After reading Rawls' Justice as Fairness the biggest thing that hit me was the lack of any talk about non-human animals and where they stood in terms of political justice. He made it pretty clear, by omission, that are given no intrinsic value but only were of derivative value, that is, they are only valuable insofar as they are valuable to humans. As far as I'm concerned this sort of anthropocentric view is totally unsupportable. There are a couple reasons for this.

First, If viewed only as of derivative value then all sorts of abuses and poor treatment can be justified. What is wrong with the horrendous conditions of factory farming if the animals treated as such have no intrinsic value? Ultimately this would lead to the extinction of nearly all, if not all, non-human species of animals, as one by their simple existence got in the way of some human right of free travel, or the human good of eating meat.

Second, where do we draw the line between those who are protected and those who are not protected by society?

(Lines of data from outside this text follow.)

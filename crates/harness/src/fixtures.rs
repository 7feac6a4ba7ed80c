//! ITIL-style standard-catalog seed data shared by the test suites.

use catmerge_core::{
    ids::StandardItemId,
    item::{ItemType, StandardItem, SubKind, TypeFields},
};

pub fn standard_status(name: &str, order_value: i64, is_closed: bool) -> StandardItem {
    StandardItem {
        id: StandardItemId::new(),
        item_type: ItemType::Status,
        name: name.into(),
        order_value,
        color: None,
        fields: TypeFields::Status {
            is_closed,
            is_default: false,
        },
    }
}

pub fn standard_default_status(name: &str, order_value: i64) -> StandardItem {
    StandardItem {
        id: StandardItemId::new(),
        item_type: ItemType::Status,
        name: name.into(),
        order_value,
        color: None,
        fields: TypeFields::Status {
            is_closed: false,
            is_default: true,
        },
    }
}

pub fn standard_priority(name: &str, order_value: i64, sub_kind: SubKind) -> StandardItem {
    StandardItem {
        id: StandardItemId::new(),
        item_type: ItemType::Priority,
        name: name.into(),
        order_value,
        color: None,
        fields: TypeFields::Priority { sub_kind },
    }
}

pub fn standard_board(name: &str, order_value: i64, sub_kind: SubKind) -> StandardItem {
    StandardItem {
        id: StandardItemId::new(),
        item_type: ItemType::Board,
        name: name.into(),
        order_value,
        color: None,
        fields: TypeFields::Board {
            sub_kind,
            is_default: false,
        },
    }
}

/// The ITIL incident lifecycle: New, In Progress, On Hold, Resolved, Closed.
pub fn itil_statuses() -> Vec<StandardItem> {
    vec![
        standard_default_status("New", 10),
        standard_status("In Progress", 20, false),
        standard_status("On Hold", 30, false),
        standard_status("Resolved", 40, true),
        standard_status("Closed", 50, true),
    ]
}

/// Critical through Low for one sub-kind.
pub fn itil_priorities(sub_kind: SubKind) -> Vec<StandardItem> {
    vec![
        standard_priority("Critical", 10, sub_kind),
        standard_priority("High", 20, sub_kind),
        standard_priority("Medium", 30, sub_kind),
        standard_priority("Low", 40, sub_kind),
    ]
}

It's easy to say that humans should come first, but lacking a religious argument there is little support for that position. One could argue that it is human rationality that sets us apart from animals, and other forms of life, but I'd imagine that there are developmentally disabled people out there of lower intelligence than some exceptionally intelligent animals, or there is the possibility thereof. But does that mean that it's okay to kill and eat those persons? Or do we simply define the level of protection as covering any animal which has a certain level of intelligence? This too has problems. It is essentially an ad hoc solution that is based on an ideal of anthropocentric thought, wherein we, humans, are the standard by which all other animals are judged. But the problem is that the vast majority, if not all, animals are of such intelligence that they cannot be allowed political rights to the extent that humans enjoy them.

What this boils down to is essentially that we have a species we call human (Homo Sapien) and yet we have no conclusive way to pick every individual humans out as being different from non-humans, except by our intuitions. In evolutionary biology it is a difficult thing to delineate what a species really is. Many of the definitions of species end up making delineating basically arbitrary. For example, the use of genetic markers for defining species does not rely on some innate aspect of a species, it relies on humans saying "you get to be in this species if you have this DNA."

Why is this important? Well, we're going to figure out what exactly we mean by human, and who gets to be human before we can talk about justice.

Monday, October 01, 2007

Language and Colonialism: escaping the trap.

Over at KTM's blog there is a good post on the problems of studying and/or talking about other cultures without the discourse being inherently orientalizing or colonial due to the imposition of our words upon the social structures of others. I find that I run into this problem a lot in philosophy discourse.

Right now I'm reading translations of Neo-Confucian philosophers, a term made up by the west, and one of the frustrations I have is that they, the translators, translate essential concepts into English. My preferred method would be to leave a number of concepts in the original language as to better understand what the authors are saying as opposed to making it easier to misunderstand by using words I know already, words which have connotative meaning that situate the original texts in such a way as to beg misinterpretation.

One of these words is li, not to be confused with li though both are problematic in terms of translation. Li is generally translated as pattern or principle, but both those translations lack the meaning of li, they are used simply as English substitutes for a Chinese word that is rich in connotative meaning.

Of course, the best method for studying philosophy in another language is to learn that language, but it seems a bit much to expect anyone who wishes to know something of Chinese philosophy to learn Chinese, there'd be no end to the language learning.* But, it doesn't seem to much to ask to do our best to situate the words in their own discourse and not simply drop in an English substitute.

*Not that that would necessarily be bad, mind you.